You want to lose the weight. You go on a weight-loss diet.
But it's not just living with a weight-loss diet - you're really living with the diet in your head.
The idealized weight-loss diet you start out with often becomes less and less ideal as time passes. When this happens, it's probably not something that's changing in the diet itself. It's you.
Maybe in the beginning, you can suppress your anti-diet behaviors. But then they start to emerge, and what you thought was a "perfect" weight-loss diet begins to look like a waste of time.
Again, it's usually not the fault of the weight-loss diet plan. It's you. It's that maybe you haven't taken into account your own psychology. You've only concentrated on the food.
So, it may go like this. Week one: you're really vigilant and in total control. But whatever has made you overeat in the past naturally appears again. At first, there's maybe a tiny infraction. And guess what? It feels very familiar, so familiar that you might feel a spark of comfort in it. The next time you buck the diet's rules, it's not so tiny. And then it snowballs.

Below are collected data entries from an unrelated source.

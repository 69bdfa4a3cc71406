//! Animation assembler: turns an ordered set of still frames into a looping GIF.

use crate::{
    color::Rgb,
    config::AnimationConfig,
    error::{Dimensions, Error, Result},
    file,
};
use image::{
    codecs::gif::{GifEncoder, Repeat},
    imageops::{self, FilterType},
    Delay, Frame, ImageResult, RgbaImage,
};
use log_dep::{info, warn};
use std::{
    fs,
    io::{self, Write},
    path::{Path, PathBuf},
};

/// NeuQuant sampling factor handed to the GIF encoder, 1 (best) to 30 (fastest).
const QUANTIZER_SPEED: i32 = 10;

/// Where the frames come from.
#[derive(Debug, Clone, PartialEq, Eq)]
pub enum FrameSource {
    /// Every file in `dir` with one of `extensions` (lowercase, no dot), in lexical order.
    Directory {
        dir: PathBuf,
        extensions: Vec<String>,
    },
    /// Explicit frame files, in the given order.
    Files(Vec<PathBuf>),
}

impl FrameSource {
    /// A comma anywhere in `input` makes it a file list, otherwise it names a directory.
    pub fn parse(input: &str, extensions: Vec<String>) -> FrameSource {
        if input.contains(',') {
            FrameSource::Files(
                input
                    .split(',')
                    .map(str::trim)
                    .filter(|path| !path.is_empty())
                    .map(PathBuf::from)
                    .collect(),
            )
        } else {
            FrameSource::Directory {
                dir: PathBuf::from(input),
                extensions,
            }
        }
    }

    pub fn paths(&self) -> Result<Vec<PathBuf>> {
        match self {
            FrameSource::Directory { dir, extensions } => list_images(dir, extensions),
            FrameSource::Files(paths) => {
                if paths.is_empty() {
                    return Err(Error::NoFrames(PathBuf::new()));
                }
                if let Some(missing) = paths.iter().find(|path| !path.is_file()) {
                    return Err(Error::InputNotFound(missing.clone()));
                }
                Ok(paths.clone())
            }
        }
    }
}

fn list_images(dir: &Path, extensions: &[String]) -> Result<Vec<PathBuf>> {
    if !dir.is_dir() {
        return Err(Error::InputNotFound(dir.to_owned()));
    }
    let read_error = |source: io::Error| Error::InputRead {
        path: dir.to_owned(),
        source,
    };

    let mut paths = Vec::new();
    for entry in fs::read_dir(dir).map_err(read_error)? {
        let path = entry.map_err(read_error)?.path();
        let matches = path
            .extension()
            .and_then(|ext| ext.to_str())
            .is_some_and(|ext| extensions.iter().any(|wanted| ext.eq_ignore_ascii_case(wanted)));
        if matches && path.is_file() {
            paths.push(path);
        }
    }
    paths.sort();
    paths.dedup();

    if paths.is_empty() {
        return Err(Error::NoFrames(dir.to_owned()));
    }
    Ok(paths)
}

#[derive(Debug, Clone, Copy, PartialEq, Eq)]
pub enum Resize {
    /// Shrink to fit inside the box, keeping the aspect ratio. Never enlarges.
    Fit { width: u32, height: u32 },
    /// Scale to exactly this size.
    Exact { width: u32, height: u32 },
}

impl Resize {
    pub fn target(self, (width, height): (u32, u32)) -> (u32, u32) {
        match self {
            Resize::Exact { width, height } => (width, height),
            Resize::Fit {
                width: max_width,
                height: max_height,
            } => {
                if width <= max_width && height <= max_height {
                    return (width, height);
                }
                let scale = f64::min(
                    max_width as f64 / width as f64,
                    max_height as f64 / height as f64,
                );
                let fit =
                    |side: u32, limit: u32| ((side as f64 * scale).round() as u32).clamp(1, limit);
                (fit(width, max_width), fit(height, max_height))
            }
        }
    }

    pub fn apply(self, image: RgbaImage) -> RgbaImage {
        let (width, height) = self.target(image.dimensions());
        if (width, height) == image.dimensions() {
            return image;
        }
        imageops::resize(&image, width, height, FilterType::Lanczos3)
    }
}

/// Composites `image` over an opaque `matte`, so every output pixel is fully opaque.
pub fn flatten(image: &mut RgbaImage, matte: Rgb) {
    let matte = matte.into_array();
    for px in image.pixels_mut() {
        let alpha = px.0[3] as u32;
        if alpha == 255 {
            continue;
        }
        for (channel, &background) in px.0[..3].iter_mut().zip(&matte) {
            let blended = *channel as u32 * alpha + background as u32 * (255 - alpha);
            *channel = ((blended + 127) / 255) as u8;
        }
        px.0[3] = 255;
    }
}

/// One prepared frame and the file it came from.
#[derive(Debug, Clone)]
pub struct SourceFrame {
    pub path: PathBuf,
    pub image: RgbaImage,
}

#[derive(Debug, Clone, Copy, PartialEq, Eq)]
pub struct AnimationSummary {
    pub frames: usize,
    pub width: u32,
    pub height: u32,
    pub total_ms: u64,
}

/// A validated frame sequence: at least one frame, all the same size.
#[derive(Debug, Clone)]
pub struct Animation {
    frames: Vec<SourceFrame>,
    duration_ms: u32,
    loop_count: u16,
}

impl Animation {
    pub fn new(frames: Vec<SourceFrame>, duration_ms: u32, loop_count: u16) -> Result<Animation> {
        let first = match frames.first() {
            Some(first) => first,
            None => return Err(Error::NoFrames(PathBuf::new())),
        };
        let expected = first.image.dimensions();
        if let Some((index, frame)) = frames
            .iter()
            .enumerate()
            .find(|(_, frame)| frame.image.dimensions() != expected)
        {
            let found = frame.image.dimensions();
            return Err(Error::FrameSizeMismatch {
                index,
                path: frame.path.clone(),
                expected: Dimensions(expected.0, expected.1),
                found: Dimensions(found.0, found.1),
            });
        }
        Ok(Animation {
            frames,
            duration_ms,
            loop_count,
        })
    }

    pub fn frames(&self) -> &[SourceFrame] {
        &self.frames
    }

    pub fn repeat(&self) -> Repeat {
        match self.loop_count {
            0 => Repeat::Infinite,
            count => Repeat::Finite(count),
        }
    }

    pub fn summary(&self) -> AnimationSummary {
        let (width, height) = self.frames[0].image.dimensions();
        AnimationSummary {
            frames: self.frames.len(),
            width,
            height,
            total_ms: self.frames.len() as u64 * self.duration_ms as u64,
        }
    }

    pub fn encode<W: Write>(&self, writer: W) -> ImageResult<()> {
        let mut encoder = GifEncoder::new_with_speed(writer, QUANTIZER_SPEED);
        encoder.set_repeat(self.repeat())?;
        let delay = Delay::from_numer_denom_ms(self.duration_ms, 1);
        for frame in &self.frames {
            encoder.encode_frame(Frame::from_parts(frame.image.clone(), 0, 0, delay))?;
        }
        // The trailer is written when the encoder goes away.
        drop(encoder);
        Ok(())
    }

    pub fn save(&self, path: &Path) -> Result<()> {
        file::write_atomic(path, |writer| {
            self.encode(&mut *writer)
                .map_err(|source| file::encode_error(path, source))
        })
    }
}

/// Loads each path as a frame, flattened onto `matte` and resized if asked.
pub fn load_frames(
    paths: &[PathBuf],
    resize: Option<Resize>,
    matte: Rgb,
) -> Result<Vec<SourceFrame>> {
    let mut frames = Vec::with_capacity(paths.len());
    for path in paths {
        let mut image = file::load_image(path)?.image;
        flatten(&mut image, matte);
        if let Some(resize) = resize {
            image = resize.apply(image);
        }
        let name = path
            .file_name()
            .map_or_else(|| path.display().to_string(), |name| name.to_string_lossy().into_owned());
        info!("  Loaded: {name} ({}x{})", image.width(), image.height());
        frames.push(SourceFrame {
            path: path.clone(),
            image,
        });
    }
    Ok(frames)
}

pub fn run(config: &AnimationConfig) -> Result<AnimationSummary> {
    let paths = config.source.paths()?;
    info!("Found {} images", paths.len());
    if let Some(resize) = config.resize {
        info!("Resizing frames: {resize:?}");
    }

    let frames = load_frames(&paths, config.resize, config.matte)?;
    let animation = Animation::new(frames, config.duration_ms, config.loop_count)?;

    let is_gif = config
        .output
        .extension()
        .is_some_and(|ext| ext.eq_ignore_ascii_case("gif"));
    if !is_gif {
        warn!(
            "{} does not end in .gif, writing GIF data anyway",
            config.output.display()
        );
    }

    info!("Creating GIF with {} frames...", animation.frames().len());
    info!("  Duration per frame: {}ms", config.duration_ms);
    match config.loop_count {
        0 => info!("  Loops: infinite"),
        count => info!("  Loops: {count}"),
    }
    animation.save(&config.output)?;

    let summary = animation.summary();
    let size_mb = fs::metadata(&config.output)
        .map(|meta| meta.len() as f64 / (1024.0 * 1024.0))
        .unwrap_or_default();
    info!("GIF created successfully: {}", config.output.display());
    info!("  File size: {size_mb:.2} MB");
    info!("  Dimensions: {}x{}", summary.width, summary.height);
    info!("  Total duration: {:.1} seconds", summary.total_ms as f64 / 1000.0);
    Ok(summary)
}

#[cfg(test)]
mod tests {
    use super::*;
    use image::Rgba;

    fn frame(name: &str, width: u32, height: u32) -> SourceFrame {
        SourceFrame {
            path: PathBuf::from(name),
            image: RgbaImage::from_pixel(width, height, Rgba([10, 20, 30, 255])),
        }
    }

    #[test]
    fn fit_keeps_aspect_and_never_enlarges() {
        let fit = Resize::Fit {
            width: 32,
            height: 32,
        };
        assert_eq!(fit.target((64, 32)), (32, 16));
        assert_eq!(fit.target((10, 40)), (8, 32));
        assert_eq!(fit.target((16, 16)), (16, 16));
        assert_eq!(fit.target((1000, 1)), (32, 1));
    }

    #[test]
    fn exact_resize_changes_dimensions() {
        let image = RgbaImage::new(5, 7);
        let resized = Resize::Exact {
            width: 10,
            height: 3,
        }
        .apply(image);
        assert_eq!(resized.dimensions(), (10, 3));
    }

    #[test]
    fn flatten_blends_onto_matte() {
        let mut image = RgbaImage::from_pixel(1, 1, Rgba([0, 0, 0, 0]));
        flatten(&mut image, Rgb::WHITE);
        assert_eq!(*image.get_pixel(0, 0), Rgba([255, 255, 255, 255]));

        let mut half = RgbaImage::from_pixel(1, 1, Rgba([255, 0, 0, 128]));
        flatten(&mut half, Rgb::BLACK);
        assert_eq!(*half.get_pixel(0, 0), Rgba([128, 0, 0, 255]));

        let mut opaque = RgbaImage::from_pixel(1, 1, Rgba([1, 2, 3, 255]));
        flatten(&mut opaque, Rgb::WHITE);
        assert_eq!(*opaque.get_pixel(0, 0), Rgba([1, 2, 3, 255]));
    }

    #[test]
    fn mismatched_frames_are_rejected() {
        let err = Animation::new(
            vec![frame("a.png", 4, 4), frame("b.png", 4, 4), frame("c.png", 5, 4)],
            100,
            0,
        )
        .unwrap_err();
        match err {
            Error::FrameSizeMismatch {
                index,
                path,
                expected,
                found,
            } => {
                assert_eq!(index, 2);
                assert_eq!(path, PathBuf::from("c.png"));
                assert_eq!(expected, Dimensions(4, 4));
                assert_eq!(found, Dimensions(5, 4));
            }
            other => panic!("unexpected error {other:?}"),
        }
    }

    #[test]
    fn empty_animation_is_an_input_error() {
        let err = Animation::new(Vec::new(), 100, 0).unwrap_err();
        assert_eq!(err.kind(), crate::error::ErrorKind::Input);
    }

    #[test]
    fn zero_loops_means_forever() {
        let forever = Animation::new(vec![frame("a.png", 2, 2)], 100, 0).unwrap();
        assert!(matches!(forever.repeat(), Repeat::Infinite));
        let thrice = Animation::new(vec![frame("a.png", 2, 2)], 100, 3).unwrap();
        assert!(matches!(thrice.repeat(), Repeat::Finite(3)));
    }

    #[test]
    fn summary_totals_duration() {
        let animation = Animation::new(
            vec![frame("a.png", 8, 6), frame("b.png", 8, 6), frame("c.png", 8, 6)],
            250,
            0,
        )
        .unwrap();
        assert_eq!(
            animation.summary(),
            AnimationSummary {
                frames: 3,
                width: 8,
                height: 6,
                total_ms: 750
            }
        );
    }

    #[test]
    fn directory_listing_filters_and_sorts() {
        let dir = tempfile::tempdir().unwrap();
        for name in ["b.png", "a.PNG", "c.txt", "d.gif"] {
            fs::write(dir.path().join(name), b"").unwrap();
        }
        fs::create_dir(dir.path().join("e.png")).unwrap();

        let source = FrameSource::Directory {
            dir: dir.path().to_owned(),
            extensions: vec!["png".to_owned()],
        };
        let names: Vec<_> = source
            .paths()
            .unwrap()
            .iter()
            .map(|path| path.file_name().unwrap().to_string_lossy().into_owned())
            .collect();
        assert_eq!(names, vec!["a.PNG", "b.png"]);
    }

    #[test]
    fn missing_sources_are_input_errors() {
        let dir = tempfile::tempdir().unwrap();
        let empty = FrameSource::Directory {
            dir: dir.path().to_owned(),
            extensions: vec!["png".to_owned()],
        };
        assert!(matches!(empty.paths(), Err(Error::NoFrames(_))));

        let gone = FrameSource::Directory {
            dir: dir.path().join("gone"),
            extensions: vec!["png".to_owned()],
        };
        assert!(matches!(gone.paths(), Err(Error::InputNotFound(_))));

        let files = FrameSource::Files(vec![dir.path().join("x.png")]);
        assert!(matches!(files.paths(), Err(Error::InputNotFound(_))));
    }
}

People have a tendency to slip back into behaviors that come automatically.
What to do?
Change your perspective! Concentrate on your very personal feelings, thoughts, and life situations. Reframe the problem in your mind. Go from "I'm too fat" to this: "I am used to overeating and indulging in unhealthful foods for my own reasons. My job is to find those reasons, and work them out another way."
This is how to change the dynamics of your journey to lose the weight and make a weight-loss diet really work, long-term.